Digital movements actually mimic the community structures of many communities that we see here in New York City.
Yes, crypto assets have complexities that have to be managed, but the option cannot be the absence of engagement, we have to lean in.
→ 16% of U.S. adults own cryptocurrency (that’s ~50 million people)
By demographic group:
- 13% of whites
- 18% of Blacks
- 21% of Hispanics
- 23% of Asians
These stats already prove the equity of crypto assets versus traditional financial services. Demographics are the destination.
In the wise words of Lule Demmissie:
“If you’re not entering this space, you are essentially deciding that you are exiting the future of where financial services go.
We need to make the case to New York why this is such an important technology, why it can be good both for our tax base, for our people, and for the expansion of the availability of capital and investing for people, for regular people.
Crypto is not a right or left issue. It’s a revolutionary issue.”
TL;DR: Incumbents who are currently making money off of an existing Industrial Age model financial system have a reason not to support the growth of crypto. So, it’s up to us to change it.🔥
Thanks, City & State and eToro for putting on a great event.
Black advisers change the complexion of wealth
Meet the Onyx Advisor Network, an entrepreneurial support platform for minority-led financial advisory firms to scale their businesses.
Onyx (launching January 2022) is coming to empower advisors of color, women, members of the LGBTQ+ community and anyone who feels marginalized to start, scale and sustain a career in financial services.
We love to see it 👏🏽
Here are the deets:
- Onyx is founded by Dasarte Yarnway & Emlen Miles-Mattingly
- Onyx provides FAs with the tech stack including an investment management solution – the “Onyx Model Portfolios” – leveraging the model portfolio expertise of Vanguard.
- Network advisors will have an option to purchase additional technology at a discount from Altruist, MessageWatcher, Envestnet|MoneyGuide, RightCapital, Synergy RIA Compliance Solutions, and Wealthbox.
Why it matters
I’m a firm believer that financial advisers have THE opportunity to expand wealth building to more people, but only if financial pros:
- Embrace fintech to automate tasks and free up time
- Represent the diversities of growing demographics
→ Financial services has long faced a systemic diversity problem that I’ve uncovered in past newsletters.
The certified financial planner (CFP) stats are dismal (and these figures represent progress):
- There are 88,726 CFPs total
- Female CFPs = 23.3% (an all-time high)
- Black CFPs = 1.68%
- Latinx CFPs = 2.46%
- Biracial Black and Latino = .028%
I’ve said before and I’ll say it again. Fintech has major opportunities to penetrate wealth management and keep these percentages increasing.
What their founders are saying
Co-Founders Dasarte and Emlen are seasoned financial advisors (both with their own practices) who have personally experienced the struggles faced by marginalized advisors.
“The wealth gap in America has never been wider. To change the face of wealth, the financial services industry must better reflect the make-up of our country. You can see it plainly in the data, showing that over 70% of advisors are men, and 80% of them are white,” said Emlen.
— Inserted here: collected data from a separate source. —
use homehub_core::db::migrations::{apply_migrations, latest_version};
use homehub_core::db::{initialize, initialize_in_memory, DbError, InitializationError};
use homehub_core::{RecordRepository, SqliteRecordRepository, Store};
use rusqlite::Connection;

const COLLECTION_TABLES: [&str; 5] = [
    "tasks",
    "stores",
    "shopping_lists",
    "family_members",
    "journal_entries",
];

#[test]
fn initialize_in_memory_creates_every_collection() {
    let conn = initialize_in_memory().unwrap();

    assert_eq!(schema_version(&conn), latest_version());
    for table in COLLECTION_TABLES {
        assert_table_exists(&conn, table);
    }
}

#[test]
fn reopening_same_database_is_idempotent_and_keeps_records() {
    let dir = tempfile::tempdir().unwrap();
    let path = dir.path().join("homehub.sqlite3");

    let conn_first = initialize(&path).unwrap();
    assert_eq!(schema_version(&conn_first), latest_version());
    SqliteRecordRepository::try_new(&conn_first)
        .unwrap()
        .add(&Store::new("Market"))
        .unwrap();
    drop(conn_first);

    let mut conn_second = initialize(&path).unwrap();
    assert_eq!(schema_version(&conn_second), latest_version());
    assert_eq!(apply_migrations(&mut conn_second).unwrap(), 0);

    let stores = SqliteRecordRepository::try_new(&conn_second)
        .unwrap()
        .get_all::<Store>()
        .unwrap();
    assert_eq!(stores.len(), 1);
    assert_eq!(stores[0].name, "Market");
}

#[test]
fn fresh_connection_applies_each_migration_once() {
    let mut conn = Connection::open_in_memory().unwrap();

    assert_eq!(
        apply_migrations(&mut conn).unwrap(),
        latest_version() as usize
    );
    assert_eq!(apply_migrations(&mut conn).unwrap(), 0);
}

#[test]
fn opening_database_with_newer_schema_version_is_fatal() {
    let dir = tempfile::tempdir().unwrap();
    let path = dir.path().join("future.sqlite3");

    let conn = Connection::open(&path).unwrap();
    conn.execute_batch("PRAGMA user_version = 999;").unwrap();
    drop(conn);

    let err = initialize(&path).unwrap_err();
    match err {
        InitializationError::Bootstrap(DbError::UnsupportedSchemaVersion {
            db_version,
            latest_supported,
        }) => {
            assert_eq!(db_version, 999);
            assert_eq!(latest_supported, latest_version());
        }
        other => panic!("unexpected error: {other}"),
    }
}

#[test]
fn unopenable_path_reports_open_failure() {
    let dir = tempfile::tempdir().unwrap();
    let path = dir.path().join("missing-dir").join("homehub.sqlite3");

    let err = initialize(&path).unwrap_err();
    assert!(matches!(err, InitializationError::Open(DbError::Sqlite(_))));
}

fn schema_version(conn: &Connection) -> u32 {
    conn.query_row("PRAGMA user_version;", [], |row| row.get(0))
        .unwrap()
}

fn assert_table_exists(conn: &Connection, table_name: &str) {
    let exists: i64 = conn
        .query_row(
            "SELECT EXISTS(
                SELECT 1
                FROM sqlite_master
                WHERE type = 'table' AND name = ?1
            );",
            [table_name],
            |row| row.get(0),
        )
        .unwrap();
    assert_eq!(exists, 1, "table {table_name} does not exist");
}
Here’s the problem: When there are less people with differences in gender, race, culture, economics, and neurodiversity in financial services, the future of innovation (which = diversity) in the industry becomes harder and harder to achieve.
Onyx is working to solve that problem.
“Systemic inequities have left [minority] advisors feeling isolated – lacking the networks, tools, and resources needed to build successful businesses.
We are here to ‘change the room’ and to empower underrepresented advisors to get off the island by tapping into a powerful network that will level the playing field,” said Dasarte.
TL;DR: In creating the Onyx platform, Dasarte and Emlen will provide access to millions of individuals and families in minority communities who want to build generational wealth but lack the knowledge, relationships, and tools that have traditionally been difficult to access.